その感情の名称を彼は理解していない。ただ、彼女が気になってしかたないことは自覚しているが、それは誰もが構いたくなる妹めいた彼女の言動や、綿菓子のようにほわほわした彼女の雰囲気によるものだと思っている。
その感情を彼女は理解し、伝えようと思っているがいつも先延ばしになってしまう。それは同い年ながらも、彼の落ち着いた、どちらかと言えば父兄めいた雰囲気のせいかもしれない。
紳士めいた彼の態度は、彼女に全くそんな気がないと宣言されているようなものだから、彼女は毎朝、告白を決意するけれど、彼の姿を見るとその気持ちはしぼんでしまう。彼が疎いタイプであることはわかっていても、いざとなると言えない。
彼と彼女は仲が良く、男と女という異なる性別ながらも、とても親しい友達関係を築いているが、その底にある感情を二人は共有出来ていない。共有したいと彼女は望んでいるが、彼は自分の中にあるその感情にまだ気づいていない。

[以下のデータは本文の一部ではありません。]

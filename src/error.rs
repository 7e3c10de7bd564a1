use std::{io, path::PathBuf};

use axum::{
    Json,
    http::StatusCode,
    response::{IntoResponse, Response},
};

/// Failures raised by the catalog core.
///
/// Only `DatasetNotFound` (and plain I/O failures on the base tables) ever
/// reach a caller; `MalformedRow` and `ResolutionUnavailable` are recovered
/// locally and only show up in logs and load statistics.
#[derive(Debug, thiserror::Error)]
pub enum CatalogError {
    #[error("dataset not found: {}", path.display())]
    DatasetNotFound { path: PathBuf },

    #[error("malformed row at line {line}: {reason}")]
    MalformedRow { line: u64, reason: String },

    #[error("language data unavailable at {}: {source}", path.display())]
    ResolutionUnavailable {
        path: PathBuf,
        #[source]
        source: io::Error,
    },

    #[error(transparent)]
    Io(#[from] io::Error),
}

impl CatalogError {
    pub fn malformed(line: u64, reason: impl Into<String>) -> Self {
        Self::MalformedRow { line, reason: reason.into() }
    }
}

pub type Result<T> = std::result::Result<T, CatalogError>;

#[derive(Debug)]
pub struct AppError {
    status: StatusCode,
    err: anyhow::Error,
}

impl AppError {
    pub fn bad_request(msg: impl std::fmt::Display) -> Self {
        Self { status: StatusCode::BAD_REQUEST, err: anyhow::anyhow!("{msg}") }
    }
}

impl std::fmt::Display for AppError {
    fn fmt(&self, f: &mut std::fmt::Formatter<'_>) -> std::fmt::Result {
        self.err.fmt(f)
    }
}

impl std::error::Error for AppError {}

impl From<anyhow::Error> for AppError {
    fn from(err: anyhow::Error) -> Self {
        Self { status: StatusCode::INTERNAL_SERVER_ERROR, err }
    }
}

impl From<tokio::task::JoinError> for AppError {
    fn from(err: tokio::task::JoinError) -> Self {
        Self { status: StatusCode::INTERNAL_SERVER_ERROR, err: anyhow::Error::new(err) }
    }
}

impl IntoResponse for AppError {
    fn into_response(self) -> Response {
        if self.status.is_server_error() {
            tracing::error!(error = %self.err, "request failed");
        }
        let body = Json(serde_json::json!({ "error": self.err.to_string() }));
        (self.status, body).into_response()
    }
}

pub type AppResult<T> = std::result::Result<T, AppError>;
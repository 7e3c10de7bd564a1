use std::sync::OnceLock;

use serde::Serialize;

/// Title kind as spelled in the `titleType` column.
#[derive(Clone, Debug, Eq, PartialEq)]
pub enum TitleKind {
    Movie,
    Other(String),
}

impl TitleKind {
    pub fn from_code(code: &str) -> Self {
        match code {
            "movie" => TitleKind::Movie,
            other => TitleKind::Other(other.to_string()),
        }
    }

    pub fn is_movie(&self) -> bool {
        matches!(self, TitleKind::Movie)
    }
}

#[derive(Clone, Debug, PartialEq)]
pub struct TitleRecord {
    pub id: String,
    pub kind: TitleKind,
    pub primary_title: String,
    pub original_title: String,
    pub start_year: Option<i32>,
    pub runtime_minutes: Option<u32>,
    pub genres: Vec<String>,
}

#[derive(Clone, Debug, PartialEq)]
pub struct RatingRecord {
    pub id: String,
    pub average_rating: f64,
    pub num_votes: u64,
}

/// One row of the alternate-titles file. Only lives for the duration of the
/// scan that produced it.
#[derive(Clone, Debug, PartialEq)]
pub struct AlternateTitleRecord {
    pub id: String,
    pub ordering: u32,
    pub region: Option<String>,
    pub language: Option<String>,
    pub is_original_title: bool,
}

/// A title joined with its rating.
#[derive(Clone, Debug)]
pub struct CatalogEntry {
    pub id: String,
    pub primary_title: String,
    pub original_title: String,
    pub start_year: Option<i32>,
    pub runtime_minutes: Option<u32>,
    pub genres: Vec<String>,
    pub average_rating: f64,
    pub num_votes: u64,
    language: OnceLock<String>,
}

impl CatalogEntry {
    pub fn new(title: TitleRecord, rating: &RatingRecord) -> Self {
        Self {
            id: title.id,
            primary_title: title.primary_title,
            original_title: title.original_title,
            start_year: title.start_year,
            runtime_minutes: title.runtime_minutes,
            genres: title.genres,
            average_rating: rating.average_rating,
            num_votes: rating.num_votes,
            language: OnceLock::new(),
        }
    }

    /// Language resolved so far, if any lookup has populated it.
    pub fn language(&self) -> Option<&str> {
        self.language.get().map(String::as_str)
    }

    /// Returns the cached language, resolving it with `resolve` on first use.
    pub fn language_or_resolve(&self, resolve: impl FnOnce(&str) -> String) -> &str {
        self.language.get_or_init(|| resolve(&self.id))
    }

    /// Case-insensitive membership, folded the same way as title search.
    pub fn has_genre(&self, genre: &str) -> bool {
        let wanted = genre.to_lowercase();
        self.genres.iter().any(|g| g.to_lowercase() == wanted)
    }
}

#[derive(Clone, Debug, Serialize, PartialEq)]
#[serde(rename_all = "camelCase")]
pub struct MovieSummary {
    pub id: String,
    pub title: String,
    pub original_title: String,
    pub year: Option<i32>,
    pub runtime: Option<u32>,
    pub genres: Vec<String>,
    pub average_rating: f64,
    pub num_votes: u64,
    #[serde(skip_serializing_if = "Option::is_none")]
    pub language: Option<String>,
}

impl MovieSummary {
    pub fn from_entry(entry: &CatalogEntry, language: Option<String>) -> Self {
        Self {
            id: entry.id.clone(),
            title: entry.primary_title.clone(),
            original_title: entry.original_title.clone(),
            year: entry.start_year,
            runtime: entry.runtime_minutes,
            genres: entry.genres.clone(),
            average_rating: entry.average_rating,
            num_votes: entry.num_votes,
            language,
        }
    }
}

#[derive(Clone, Debug, Serialize, PartialEq, Eq)]
pub struct GenreCount {
    pub name: String,
    pub count: usize,
}

#[derive(Clone, Debug, Serialize, PartialEq, Eq)]
pub struct LanguageCount {
    pub code: String,
    pub count: usize,
}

楽しげなおしゃべりをしていて、不意に訪れる不自然な空白の時間――彼は焦ったようにどうでもいい世間話をはじめ、彼女は彼の目を残念そうな輝きを宿して見つめながらも、彼の話に調子を合わせる。
彼は沈黙を恐れている。彼女の瞳の中に映る、自分の姿を恐れている。純粋な光に満ちた彼女の瞳に自分が映り込むことを妙に恐れている。
彼は彼女を一目見たときから、自分の中に新たな感情が育っていることを自覚しているが、まだそれが何という名前の感情であるのか認識できていない。
彼女は彼を一目見た瞬間から、自分の中で膨らみ、弾けた感情に浸かりきっている。抜け出すことなど、出来はしない。あの瞬間から。
彼女にとって彼は世界の全てだ。今では、彼のためになら、命を捨てることも躊躇いはしないだろうという確信がある。あがらうことなどできない感情だからこそ、彼女は静かにゆっくり、彼に寄り添う。
彼はふと訪れた沈黙に、次は何を話そうかと彼女を見やる。
彼女はふと訪れた沈黙に、彼の次の言葉を待つ。そんな時にはいつも、彼女は彼の言葉を待っている。
彼は彼女を見つめ、照れくさそうに微笑む。
彼女は彼を見つめ、幸福そうに微笑む。
彼は焦ったような様子で、とりとめもないことを語り始め、彼女は落胆した光を瞳に浮かべたものの、彼の話に耳を傾ける。果てることのないおしゃべりが続く。
彼らは周りの皆から仲が良いと思われている。
彼らは周りの皆から友達だと思われている。誰も、彼と彼女の間にある、張り詰めた一本の糸には気づいていない。
彼はその糸を知覚しながらも、無視し、彼女はその糸を知覚していて、触れない。
二人は今日も楽しげにおしゃべりしている。張り詰めた糸を切らないように、触れないように。二人の間にある緊張は、まだ、周囲の誰も気づいていない。
終
『二人の間にある感情』をご覧いただきありがとうございました。
2011/10/31
テーマは「楽しげに会話している異性同士の仲良しさん」ということで。